Médecins généralistes et pédiatres sont parmi les mieux placés pour repérer les troubles de l'adolescence nécessitant le recours à une consultation de pédopsychiatrie. Ainsi, au moins les deux tiers des adolescents ayant fait une tentative de suicide se sont adressés à un médecin généraliste dans les semaines précédant leur passage à l'acte.
Pourtant, l'essentiel du recrutement de ces consultations spécialisées concerne des enfants ayant entre 5 et 9 ans et, dans une moindre mesure, entre 11 et 12 ans, adressés le plus souvent par des enseignants, pour les effets sociaux de leurs troubles (sur les résultats scolaires ou l'ambiance de la classe, par exemple) plus que pour ces troubles eux-mêmes : les enfants calmes et studieux, même souffrants, le sont moins.
Pour rendre compte de cette difficulté d'orientation, il est possible d'invoquer deux raisons théoriques : la crainte d'adresser abusivement à un psychiatre un adolescent qui, a priori, en a peur lui-même et ne veut surtout pas être pris pour un fou ; la peur d'aborder la souffrance psychique de l'adolescent, largement partagée par tous les adultes. Il faut bien invoquer aussi une raison très pratique, qui renvoie souvent toute autre considération dans le domaine éthéré des bonnes idées : le manque catastrophique de psychiatres alors que la demande a été multipliée par deux ou trois en une quinzaine d'années. Reste enfin que la démarche n'est pas facile de toute façon : il faut savoir reconnaître la difficulté psychique derrière la présentation fréquente d'une plainte somatique, la différencier d'un trouble habituel de l'adolescence, prendre le temps de parler et d'écouter et enfin convaincre son interlocuteur du bien-fondé du parler et du recours éventuel à un psychiatre.
Reconnaître les signes
Deux éléments peuvent faciliter le repérage d'une fragilité anormale. D'une part, le comportement en dehors de la sphère familiale est souvent plus évocateur que l'inquiétude de parents qui remarquent que leur enfant « n'est plus comme avant » (et pour cause, il devient adulte !) : ainsi du retrait de tout investissement relationnel, voire de l'isolement, s'ils sont durables, des périodes de repli sur soi de quelques jours ou de quelques semaines étant habituelles à cet âge. D'autre part, il faut rester attentif au sentiment que donne l'adolescent d'être bloqué, figé, « glacé » à un stade évolutif, alors que cette période est riche en changements brutaux. Plusieurs consultations sont nécessaires pour évaluer ces éléments. Elles permettent, en outre, de montrer au jeune patient que quelqu'un s'intéresse à lui et peut l'écouter.
Deux situations réclament vigilance et rapidité d'intervention : les troubles du comportement alimentaire et les phobies scolaires.

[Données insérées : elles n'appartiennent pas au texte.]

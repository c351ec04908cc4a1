//! Integration tests for the migration state coordinator, with the
//! remote surfaces mocked. Realtime delivery is exercised separately
//! in `link.rs` and end-to-end in `e2e.rs`; here events are fed
//! straight into the merge path.

mod common;

use std::sync::atomic::{AtomicUsize, Ordering};
use std::sync::Arc;
use std::time::Duration;

use mailshift_api::{AuthClient, Backend, Endpoints};
use mailshift_notify::{Level, NotificationEvent, Notifier};
use mailshift_session::persist::SessionFile;
use mailshift_session::SessionStore;
use mailshift_sync::{CommandError, Coordinator, CoordinatorConfig, LinkConfig, RealtimeLink};
use mailshift_types::{JobStatus, JobUpdate, MigrationCategory};

use common::wait_until;

struct Fixture {
    coordinator: Arc<Coordinator>,
    notifier: Notifier,
    store: Arc<SessionStore>,
    _dir: tempfile::TempDir,
}

async fn fixture(server: &mockito::ServerGuard) -> Fixture {
    let dir = tempfile::tempdir().unwrap();
    let notifier = Notifier::new();
    let store = Arc::new(SessionStore::with_file(
        AuthClient::new(reqwest::Client::new(), server.url()),
        notifier.clone(),
        SessionFile::at(dir.path().join("session.json")),
    ));
    let endpoints = Endpoints {
        auth_url: server.url(),
        migration_url: server.url(),
        status_url: server.url(),
        realtime_url: "ws://127.0.0.1:1/ws".into(),
    };
    let backend = Backend::new(endpoints).unwrap();
    let link = Arc::new(RealtimeLink::new(LinkConfig::new("ws://127.0.0.1:1/ws")));
    let coordinator = Arc::new(Coordinator::with_config(
        Arc::clone(&store),
        backend,
        notifier.clone(),
        link,
        CoordinatorConfig {
            reconcile_delay: Duration::from_millis(50),
        },
    ));
    Fixture {
        coordinator,
        notifier,
        store,
        _dir: dir,
    }
}

async fn sign_in(server: &mut mockito::ServerGuard, fx: &Fixture) {
    server
        .mock("POST", "/api/auth/login")
        .with_status(200)
        .with_body(r#"{"success":true,"token":"jwt-1","userId":"u-1","name":"Ana"}"#)
        .create_async()
        .await;
    fx.store.sign_in("ana@example.com", "hunter22").await.unwrap();
}

async fn authorize_both(server: &mut mockito::ServerGuard, fx: &Fixture) {
    server
        .mock("GET", "/api/oauth/tokens/u-1")
        .with_status(200)
        .with_body(r#"{"outlook":{"accessToken":"o-1"},"gmail":{"accessToken":"g-1"}}"#)
        .create_async()
        .await;
    fx.store.refresh_authorizations().await.unwrap();
}

fn drain(rx: &mut tokio::sync::broadcast::Receiver<NotificationEvent>) -> Vec<NotificationEvent> {
    let mut events = Vec::new();
    while let Ok(event) = rx.try_recv() {
        events.push(event);
    }
    events
}

fn posted_with_level(events: &[NotificationEvent], level: Level) -> Vec<String> {
    events
        .iter()
        .filter_map(|event| match event {
            NotificationEvent::Posted(n) if n.level == level => Some(n.message.clone()),
            _ => None,
        })
        .collect()
}

#[tokio::test]
async fn start_without_authorizations_makes_zero_remote_calls() {
    let mut server = mockito::Server::new_async().await;
    let fx = fixture(&server).await;
    sign_in(&mut server, &fx).await;

    let start_mock = server
        .mock("POST", "/api/migration/start")
        .expect(0)
        .create_async()
        .await;

    let err = fx
        .coordinator
        .start_migration(MigrationCategory::Mail)
        .await
        .unwrap_err();
    assert!(matches!(err, CommandError::MissingAuthorization));
    assert!(fx.coordinator.current_job().is_none());
    start_mock.assert_async().await;
}

#[tokio::test]
async fn start_requires_a_session() {
    let server = mockito::Server::new_async().await;
    let fx = fixture(&server).await;
    let err = fx
        .coordinator
        .start_migration(MigrationCategory::Mail)
        .await
        .unwrap_err();
    assert!(matches!(err, CommandError::NotSignedIn));
}

#[tokio::test]
async fn start_installs_placeholder_and_schedules_confirmation_poll() {
    let mut server = mockito::Server::new_async().await;
    let fx = fixture(&server).await;
    sign_in(&mut server, &fx).await;
    authorize_both(&mut server, &fx).await;

    server
        .mock("POST", "/api/migration/start")
        .with_status(200)
        .with_body(r#"{"jobId":"job-123"}"#)
        .create_async()
        .await;
    let poll = server
        .mock("GET", "/api/status/job/job-123")
        .with_status(200)
        .with_body(r#"{"jobId":"job-123","status":"in_progress","progress":5}"#)
        .create_async()
        .await;

    let job_id = fx
        .coordinator
        .start_migration(MigrationCategory::Mail)
        .await
        .unwrap();
    assert_eq!(job_id, "job-123");

    // Placeholder goes up before any confirmation arrives.
    let placeholder = fx.coordinator.current_job().unwrap();
    assert_eq!(placeholder.job_id, "job-123");
    assert_eq!(placeholder.status, JobStatus::InProgress);
    assert_eq!(placeholder.progress, 0);
    assert_eq!(placeholder.migration_type, Some(MigrationCategory::Mail));

    // The short-delay confirmation poll corrects it.
    wait_until(|| fx.coordinator.current_job().unwrap().progress == 5).await;
    poll.assert_async().await;
}

#[tokio::test]
async fn start_failure_surfaces_error_and_changes_nothing() {
    let mut server = mockito::Server::new_async().await;
    let fx = fixture(&server).await;
    sign_in(&mut server, &fx).await;
    authorize_both(&mut server, &fx).await;
    let mut rx = fx.notifier.subscribe();

    server
        .mock("POST", "/api/migration/start")
        .with_status(500)
        .with_body(r#"{"message":"no capacity"}"#)
        .create_async()
        .await;

    let err = fx
        .coordinator
        .start_migration(MigrationCategory::Drive)
        .await
        .unwrap_err();
    assert!(matches!(err, CommandError::Api(_)));
    assert!(fx.coordinator.current_job().is_none());

    let events = drain(&mut rx);
    let errors = posted_with_level(&events, Level::Error);
    assert_eq!(errors.len(), 1);
    assert!(errors[0].contains("no capacity"));
    // The loading toast was posted and then dismissed.
    assert!(events
        .iter()
        .any(|event| matches!(event, NotificationEvent::Dismissed(_))));
}

#[tokio::test]
async fn list_jobs_replaces_the_set_wholesale() {
    let mut server = mockito::Server::new_async().await;
    let fx = fixture(&server).await;
    sign_in(&mut server, &fx).await;

    let calls = Arc::new(AtomicUsize::new(0));
    let counter = Arc::clone(&calls);
    server
        .mock("GET", "/api/status/user/jobs/u-1")
        .with_status(200)
        .with_body_from_request(move |_| {
            if counter.fetch_add(1, Ordering::SeqCst) == 0 {
                br#"[{"jobId":"job-1","status":"completed","progress":100},
                     {"jobId":"job-2","status":"in_progress","progress":40}]"#
                    .to_vec()
            } else {
                br#"[{"jobId":"job-2","status":"in_progress","progress":55}]"#.to_vec()
            }
        })
        .expect(2)
        .create_async()
        .await;

    let first = fx.coordinator.list_jobs().await;
    assert_eq!(first.len(), 2);

    let second = fx.coordinator.list_jobs().await;
    assert_eq!(second.len(), 1);
    let jobs = fx.coordinator.jobs();
    assert_eq!(jobs.len(), 1);
    assert_eq!(jobs[0].job_id, "job-2");
    assert_eq!(jobs[0].progress, 55);
}

#[tokio::test]
async fn list_jobs_failure_leaves_local_set_unchanged() {
    let mut server = mockito::Server::new_async().await;
    let fx = fixture(&server).await;
    sign_in(&mut server, &fx).await;

    server
        .mock("GET", "/api/status/user/jobs/u-1")
        .with_status(200)
        .with_body(r#"[{"jobId":"job-1","status":"in_progress","progress":10}]"#)
        .create_async()
        .await;
    assert_eq!(fx.coordinator.list_jobs().await.len(), 1);

    // Take the status surface away entirely.
    server.reset_async().await;

    let fetched = fx.coordinator.list_jobs().await;
    assert!(fetched.is_empty());
    // Local set untouched by the failed refresh.
    assert_eq!(fx.coordinator.jobs().len(), 1);
}

#[tokio::test]
async fn cancel_clears_current_and_refreshes_the_list() {
    let mut server = mockito::Server::new_async().await;
    let fx = fixture(&server).await;
    sign_in(&mut server, &fx).await;
    authorize_both(&mut server, &fx).await;

    server
        .mock("POST", "/api/migration/start")
        .with_status(200)
        .with_body(r#"{"jobId":"job-123"}"#)
        .create_async()
        .await;
    server
        .mock("POST", "/api/migration/cancel/job-123")
        .with_status(200)
        .with_body(r#"{"success":true}"#)
        .create_async()
        .await;
    let refresh = server
        .mock("GET", "/api/status/user/jobs/u-1")
        .with_status(200)
        .with_body(r#"[{"jobId":"job-123","status":"cancelled","progress":40}]"#)
        .create_async()
        .await;
    // The confirmation poll from start may or may not land before the
    // cancel; keep it satisfied either way.
    server
        .mock("GET", "/api/status/job/job-123")
        .with_status(200)
        .with_body(r#"{"jobId":"job-123","status":"in_progress","progress":1}"#)
        .create_async()
        .await;

    let mut rx = fx.notifier.subscribe();
    fx.coordinator
        .start_migration(MigrationCategory::Contacts)
        .await
        .unwrap();
    fx.coordinator.cancel("job-123").await.unwrap();

    assert!(fx.coordinator.current_job().is_none());
    refresh.assert_async().await;
    let jobs = fx.coordinator.jobs();
    assert_eq!(jobs[0].status, JobStatus::Cancelled);

    let events = drain(&mut rx);
    assert_eq!(
        posted_with_level(&events, Level::Warning),
        vec!["Migration cancelled".to_string()]
    );
    assert!(events
        .iter()
        .any(|event| matches!(event, NotificationEvent::Dismissed(_))));
}

#[tokio::test]
async fn pause_and_resume_schedule_reconciliation_polls() {
    let mut server = mockito::Server::new_async().await;
    let fx = fixture(&server).await;
    sign_in(&mut server, &fx).await;

    server
        .mock("POST", "/api/migration/pause/job-5")
        .with_status(200)
        .with_body(r#"{"success":true}"#)
        .create_async()
        .await;
    server
        .mock("POST", "/api/migration/resume/job-5")
        .with_status(200)
        .with_body(r#"{"success":true}"#)
        .create_async()
        .await;
    let polls = server
        .mock("GET", "/api/status/job/job-5")
        .with_status(200)
        .with_body(r#"{"jobId":"job-5","status":"paused","progress":30}"#)
        .expect(2)
        .create_async()
        .await;

    let mut rx = fx.notifier.subscribe();
    fx.coordinator.pause("job-5").await.unwrap();
    fx.coordinator.resume("job-5").await.unwrap();

    // Both reconciliation polls run after the short delay.
    tokio::time::sleep(Duration::from_millis(300)).await;
    polls.assert_async().await;

    let events = drain(&mut rx);
    let infos = posted_with_level(&events, Level::Info);
    assert_eq!(infos, vec!["Migration paused", "Migration resumed"]);
}

#[tokio::test]
async fn terminal_event_side_effects_fire_exactly_once() {
    let mut server = mockito::Server::new_async().await;
    let fx = fixture(&server).await;
    sign_in(&mut server, &fx).await;

    let refresh = server
        .mock("GET", "/api/status/user/jobs/u-1")
        .with_status(200)
        .with_body(r#"[{"jobId":"job-9","status":"completed","progress":100}]"#)
        .create_async()
        .await;

    let mut rx = fx.notifier.subscribe();

    fx.coordinator
        .apply_event(JobUpdate {
            job_id: "job-9".into(),
            status: Some(JobStatus::InProgress),
            progress: Some(45),
            ..Default::default()
        })
        .await;
    assert!(posted_with_level(&drain(&mut rx), Level::Success).is_empty());

    let completed = JobUpdate {
        job_id: "job-9".into(),
        status: Some(JobStatus::Completed),
        progress: Some(100),
        message: Some("Done".into()),
        ..Default::default()
    };
    fx.coordinator.apply_event(completed.clone()).await;
    refresh.assert_async().await;

    let events = drain(&mut rx);
    assert_eq!(
        posted_with_level(&events, Level::Success),
        vec!["Migration completed! Done".to_string()]
    );

    // Duplicate delivery (e.g. private queue + global feed): no-op.
    fx.coordinator.apply_event(completed).await;
    assert!(posted_with_level(&drain(&mut rx), Level::Success).is_empty());
}

#[tokio::test]
async fn failed_event_emits_error_with_message() {
    let mut server = mockito::Server::new_async().await;
    let fx = fixture(&server).await;
    sign_in(&mut server, &fx).await;
    let mut rx = fx.notifier.subscribe();

    fx.coordinator
        .apply_event(JobUpdate {
            job_id: "job-3".into(),
            status: Some(JobStatus::InProgress),
            ..Default::default()
        })
        .await;
    fx.coordinator
        .apply_event(JobUpdate {
            job_id: "job-3".into(),
            status: Some(JobStatus::Failed),
            message: Some("mailbox quota exceeded".into()),
            ..Default::default()
        })
        .await;

    let errors = posted_with_level(&drain(&mut rx), Level::Error);
    assert_eq!(errors, vec!["Migration failed: mailbox quota exceeded"]);
}

#[tokio::test]
async fn poll_result_for_departed_context_is_discarded() {
    let mut server = mockito::Server::new_async().await;
    let fx = fixture(&server).await;
    sign_in(&mut server, &fx).await;

    server
        .mock("GET", "/api/status/job/job-gone")
        .with_status(200)
        .with_body(r#"{"jobId":"job-gone","status":"in_progress","progress":50}"#)
        .create_async()
        .await;

    // No current job, nothing in the list: the response is stale.
    assert!(fx.coordinator.poll_job_status("job-gone").await.is_none());
    assert!(fx.coordinator.current_job().is_none());
    assert!(fx.coordinator.jobs().is_empty());
}

#[tokio::test]
async fn poll_errors_are_swallowed() {
    let mut server = mockito::Server::new_async().await;
    let fx = fixture(&server).await;
    sign_in(&mut server, &fx).await;

    server
        .mock("GET", "/api/status/job/job-1")
        .with_status(500)
        .create_async()
        .await;

    assert!(fx.coordinator.poll_job_status("job-1").await.is_none());
}

#[tokio::test]
async fn event_adopts_current_job_when_none_is_set() {
    let mut server = mockito::Server::new_async().await;
    let fx = fixture(&server).await;
    sign_in(&mut server, &fx).await;

    fx.coordinator
        .apply_event(JobUpdate {
            job_id: "job-X".into(),
            status: Some(JobStatus::InProgress),
            progress: Some(20),
            ..Default::default()
        })
        .await;

    let current = fx.coordinator.current_job().unwrap();
    assert_eq!(current.job_id, "job-X");
    assert_eq!(current.progress, 20);

    // Explicit reset puts the pointer back to absent.
    fx.coordinator.reset_current();
    assert!(fx.coordinator.current_job().is_none());
}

Les premiers font fréquemment l'objet d'un déni plus ou moins conscient de la part de l'adolescent, et même de ses parents, ce qui rend délicat l'annonce par le médecin de leur existence effective. Il y faut en général beaucoup d'empathie pour éviter la rupture. Les secondes sont souvent banalisées : tout changement fréquent d'établissement scolaire doit être suspect.

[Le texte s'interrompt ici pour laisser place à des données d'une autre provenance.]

// crates/api/src/lib.rs
//! Clients for the remote surfaces the migration client depends on:
//! authentication, migration control, and job status. All calls are
//! bounded by a fixed timeout and return `ApiError` values; nothing in
//! here panics on a bad response.

pub mod auth;
pub mod config;
pub mod error;
pub mod migration;
pub mod status;

pub use auth::{AuthClient, AuthResponse, TokenValidation};
pub use config::Endpoints;
pub use error::{Ack, ApiError};
pub use migration::{MigrationClient, StartResponse};
pub use status::StatusClient;

use std::time::Duration;

/// Upper bound on every remote call.
pub const REQUEST_TIMEOUT: Duration = Duration::from_secs(30);

/// The three remote surfaces, sharing one HTTP client.
#[derive(Debug, Clone)]
pub struct Backend {
    pub auth: AuthClient,
    pub migration: MigrationClient,
    pub status: StatusClient,
    pub endpoints: Endpoints,
}

impl Backend {
    pub fn new(endpoints: Endpoints) -> Result<Self, ApiError> {
        let http = reqwest::Client::builder()
            .timeout(REQUEST_TIMEOUT)
            .build()
            .map_err(ApiError::Init)?;
        Ok(Self {
            auth: AuthClient::new(http.clone(), &endpoints.auth_url),
            migration: MigrationClient::new(http.clone(), &endpoints.migration_url),
            status: StatusClient::new(http, &endpoints.status_url),
            endpoints,
        })
    }
}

Le seul passage à l'acte qui doit inquiéter du seul fait qu'il existe est la tentative de suicide, même si elle a une apparence rassurante (par manque de gravité, de « sérieux ») : il n'y a aucun parallélisme entre cette apparence et la suite, qui peut être tragique. Les autres passages à l'acte doivent être évalués en fonction de leur contexte : ici, c'est plus leur répétition que leur nature même qui inquiétera.
La consommation régulière de cannabis pose un problème extrêmement difficile. Si, par exemple, l'on peut admettre qu'il n'y a pas de raison strictement médicale ou psychiatrique de s'alarmer d'une consommation hebdomadaire pendant le week-end, il en va tout autrement d'une consommation quotidienne massive, qui conduit à des comportements fortement évocateurs de schizophrénie. Les discussions sur l'origine de ces troubles (maladie préexistante ou déclenchement par le produit) s'apparentent à celle sur l'œuf et la poule ; il faut intervenir, sachant que proposer une cure de sevrage cannabique est une démarche compliquée...
En conclusion, l'attitude du médecin doit être guidée par quelques considérations simples : prendre son temps pour être disponible et à la parole et au silence ; mobiliser la famille, le face-à-face étant bien entendu essentiel, mais non exclusif ; accepter de faire part de sa propre inquiétude de soignant vis-à-vis du jeune patient, conduisant à demander un avis ; la consultation de psychiatrie est alors présentée comme une évaluation et non comme un traitement.
En effet, le problème des compétences du médecin traitant n'est pas souvent le plus déterminant : ce qui compte, c'est l'intérêt éventuel de changer de cadre thérapeutique. S'il reste des psychiatres disponibles sur le secteur du médecin, bien entendu.